____ LISTED ENTRIES
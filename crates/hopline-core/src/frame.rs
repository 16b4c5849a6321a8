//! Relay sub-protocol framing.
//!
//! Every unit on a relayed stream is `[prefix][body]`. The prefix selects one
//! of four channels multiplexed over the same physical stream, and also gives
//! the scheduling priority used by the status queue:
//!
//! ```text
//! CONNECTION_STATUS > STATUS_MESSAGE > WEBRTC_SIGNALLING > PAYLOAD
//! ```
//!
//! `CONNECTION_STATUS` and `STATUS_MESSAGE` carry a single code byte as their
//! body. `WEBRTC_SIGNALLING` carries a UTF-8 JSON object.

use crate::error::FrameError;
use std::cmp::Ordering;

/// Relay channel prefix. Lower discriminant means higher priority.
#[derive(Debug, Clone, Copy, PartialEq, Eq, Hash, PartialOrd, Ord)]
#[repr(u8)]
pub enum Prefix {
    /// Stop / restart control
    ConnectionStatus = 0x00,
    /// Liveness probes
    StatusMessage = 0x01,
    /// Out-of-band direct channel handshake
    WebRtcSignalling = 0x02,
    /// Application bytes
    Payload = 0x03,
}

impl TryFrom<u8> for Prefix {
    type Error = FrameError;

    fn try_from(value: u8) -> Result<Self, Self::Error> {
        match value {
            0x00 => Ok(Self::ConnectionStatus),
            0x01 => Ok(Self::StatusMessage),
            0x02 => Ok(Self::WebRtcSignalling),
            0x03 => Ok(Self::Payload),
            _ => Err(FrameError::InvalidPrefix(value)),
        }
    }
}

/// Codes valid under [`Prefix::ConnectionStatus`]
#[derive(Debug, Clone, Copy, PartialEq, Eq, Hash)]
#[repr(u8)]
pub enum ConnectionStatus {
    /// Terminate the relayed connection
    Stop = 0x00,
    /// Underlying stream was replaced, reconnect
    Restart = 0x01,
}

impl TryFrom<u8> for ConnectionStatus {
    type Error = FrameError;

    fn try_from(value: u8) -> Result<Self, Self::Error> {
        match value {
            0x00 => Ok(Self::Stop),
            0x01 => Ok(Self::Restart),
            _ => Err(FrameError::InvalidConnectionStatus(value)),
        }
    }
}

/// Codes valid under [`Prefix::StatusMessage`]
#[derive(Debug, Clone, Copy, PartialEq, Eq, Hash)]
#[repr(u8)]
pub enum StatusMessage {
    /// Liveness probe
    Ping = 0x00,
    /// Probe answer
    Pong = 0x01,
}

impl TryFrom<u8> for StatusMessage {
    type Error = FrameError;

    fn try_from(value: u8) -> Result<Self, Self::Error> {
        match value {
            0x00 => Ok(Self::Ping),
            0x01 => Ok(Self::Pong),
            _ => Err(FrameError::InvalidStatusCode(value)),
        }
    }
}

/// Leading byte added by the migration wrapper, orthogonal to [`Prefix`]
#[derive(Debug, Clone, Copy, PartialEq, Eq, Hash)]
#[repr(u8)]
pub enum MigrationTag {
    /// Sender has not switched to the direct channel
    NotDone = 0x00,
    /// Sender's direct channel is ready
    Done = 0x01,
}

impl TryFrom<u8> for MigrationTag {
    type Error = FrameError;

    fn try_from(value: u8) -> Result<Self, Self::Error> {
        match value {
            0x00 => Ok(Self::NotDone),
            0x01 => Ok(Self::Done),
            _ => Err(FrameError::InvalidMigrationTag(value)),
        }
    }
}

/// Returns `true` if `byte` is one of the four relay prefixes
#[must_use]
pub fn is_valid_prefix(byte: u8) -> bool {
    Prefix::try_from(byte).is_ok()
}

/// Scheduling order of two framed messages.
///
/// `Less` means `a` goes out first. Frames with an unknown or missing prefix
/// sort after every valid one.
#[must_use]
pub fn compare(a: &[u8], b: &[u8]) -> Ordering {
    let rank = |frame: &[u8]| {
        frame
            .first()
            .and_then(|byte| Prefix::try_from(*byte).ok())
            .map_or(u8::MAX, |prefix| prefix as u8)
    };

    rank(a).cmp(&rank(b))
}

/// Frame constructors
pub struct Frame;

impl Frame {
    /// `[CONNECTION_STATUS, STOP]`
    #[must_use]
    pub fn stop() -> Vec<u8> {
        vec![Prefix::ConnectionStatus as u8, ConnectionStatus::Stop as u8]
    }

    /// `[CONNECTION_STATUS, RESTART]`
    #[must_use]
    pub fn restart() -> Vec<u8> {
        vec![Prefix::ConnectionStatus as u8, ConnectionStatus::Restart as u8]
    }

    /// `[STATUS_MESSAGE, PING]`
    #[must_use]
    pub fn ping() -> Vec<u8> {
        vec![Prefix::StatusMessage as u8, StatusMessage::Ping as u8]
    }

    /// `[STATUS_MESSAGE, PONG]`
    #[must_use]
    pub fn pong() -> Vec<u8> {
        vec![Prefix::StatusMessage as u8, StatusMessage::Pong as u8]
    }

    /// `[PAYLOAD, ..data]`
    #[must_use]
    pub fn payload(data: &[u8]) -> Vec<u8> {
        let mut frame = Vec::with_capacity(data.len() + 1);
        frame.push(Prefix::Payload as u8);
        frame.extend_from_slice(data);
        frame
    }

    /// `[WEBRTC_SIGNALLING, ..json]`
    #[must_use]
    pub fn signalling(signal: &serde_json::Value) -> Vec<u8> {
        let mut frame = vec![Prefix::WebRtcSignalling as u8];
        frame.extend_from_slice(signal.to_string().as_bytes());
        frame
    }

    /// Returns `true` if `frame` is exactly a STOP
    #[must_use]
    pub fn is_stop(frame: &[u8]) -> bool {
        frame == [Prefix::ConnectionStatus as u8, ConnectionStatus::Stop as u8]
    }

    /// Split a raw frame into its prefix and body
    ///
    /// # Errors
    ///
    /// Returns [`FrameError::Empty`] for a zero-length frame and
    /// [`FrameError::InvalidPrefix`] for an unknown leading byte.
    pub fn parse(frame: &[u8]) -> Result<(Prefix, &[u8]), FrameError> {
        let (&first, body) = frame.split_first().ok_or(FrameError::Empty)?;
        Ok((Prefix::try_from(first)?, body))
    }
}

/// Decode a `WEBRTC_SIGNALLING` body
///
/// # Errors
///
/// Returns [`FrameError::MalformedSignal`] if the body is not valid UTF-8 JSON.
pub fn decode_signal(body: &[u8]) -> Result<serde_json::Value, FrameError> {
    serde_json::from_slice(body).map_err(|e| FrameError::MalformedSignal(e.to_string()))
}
________
From the entries above, write out only the lines starting at the line that holds "the scheduling priority" and ending at the line that holds "byte as their", keeping both and matching them exactly.

//! the scheduling priority used by the status queue:
//!
//! ```text
//! CONNECTION_STATUS > STATUS_MESSAGE > WEBRTC_SIGNALLING > PAYLOAD
//! ```
//!
//! `CONNECTION_STATUS` and `STATUS_MESSAGE` carry a single code byte as their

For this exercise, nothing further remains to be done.